SUPPLIED DATA Start Marker

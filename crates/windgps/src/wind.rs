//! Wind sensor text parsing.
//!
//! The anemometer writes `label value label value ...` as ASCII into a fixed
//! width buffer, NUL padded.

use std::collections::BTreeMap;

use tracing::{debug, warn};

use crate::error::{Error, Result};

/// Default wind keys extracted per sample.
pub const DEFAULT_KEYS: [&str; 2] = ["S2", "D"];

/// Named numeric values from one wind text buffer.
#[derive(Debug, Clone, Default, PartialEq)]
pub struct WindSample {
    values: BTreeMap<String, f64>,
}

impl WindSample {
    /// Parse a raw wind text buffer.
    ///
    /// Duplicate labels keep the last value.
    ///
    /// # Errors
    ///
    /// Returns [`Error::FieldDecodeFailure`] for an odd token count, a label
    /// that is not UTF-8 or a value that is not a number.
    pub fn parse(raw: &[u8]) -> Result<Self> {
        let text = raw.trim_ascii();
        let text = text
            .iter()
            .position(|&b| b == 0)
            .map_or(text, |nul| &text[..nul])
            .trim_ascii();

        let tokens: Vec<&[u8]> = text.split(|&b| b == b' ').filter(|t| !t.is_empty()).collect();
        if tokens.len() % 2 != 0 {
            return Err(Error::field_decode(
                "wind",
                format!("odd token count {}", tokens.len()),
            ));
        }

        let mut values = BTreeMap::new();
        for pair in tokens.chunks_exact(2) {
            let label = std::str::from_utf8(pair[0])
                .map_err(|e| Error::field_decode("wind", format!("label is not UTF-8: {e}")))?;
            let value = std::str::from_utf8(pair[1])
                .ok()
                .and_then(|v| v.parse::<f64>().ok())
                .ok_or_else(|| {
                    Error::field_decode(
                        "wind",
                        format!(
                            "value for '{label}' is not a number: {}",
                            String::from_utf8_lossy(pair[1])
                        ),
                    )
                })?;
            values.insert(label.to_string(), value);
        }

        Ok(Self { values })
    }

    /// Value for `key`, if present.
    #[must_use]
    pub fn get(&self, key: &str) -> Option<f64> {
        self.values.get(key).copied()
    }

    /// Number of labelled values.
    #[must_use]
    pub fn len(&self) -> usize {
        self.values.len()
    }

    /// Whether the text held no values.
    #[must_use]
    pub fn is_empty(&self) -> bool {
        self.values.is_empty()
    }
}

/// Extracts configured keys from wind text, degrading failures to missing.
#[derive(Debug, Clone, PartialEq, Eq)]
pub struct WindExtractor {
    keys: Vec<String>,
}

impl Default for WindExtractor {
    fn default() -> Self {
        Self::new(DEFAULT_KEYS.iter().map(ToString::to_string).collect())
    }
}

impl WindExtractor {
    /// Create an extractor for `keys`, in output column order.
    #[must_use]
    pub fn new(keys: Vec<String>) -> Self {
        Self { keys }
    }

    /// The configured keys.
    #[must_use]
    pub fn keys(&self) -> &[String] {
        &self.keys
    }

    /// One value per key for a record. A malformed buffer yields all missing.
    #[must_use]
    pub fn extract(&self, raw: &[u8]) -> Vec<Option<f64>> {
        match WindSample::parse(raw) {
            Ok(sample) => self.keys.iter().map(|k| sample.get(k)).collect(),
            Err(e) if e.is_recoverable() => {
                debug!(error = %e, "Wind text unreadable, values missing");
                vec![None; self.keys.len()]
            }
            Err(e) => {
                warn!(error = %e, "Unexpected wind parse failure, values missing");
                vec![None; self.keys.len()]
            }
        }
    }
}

SUPPLIED DATA End Marker

• **WHAT NEEDS TO BE DONE**
Look for the string "warn" in the data above and return every line that has it.

• **RESPONSE FOR THIS EXERCISE**
use tracing::{debug, warn};
                warn!(error = %e, "Unexpected wind parse failure, values missing");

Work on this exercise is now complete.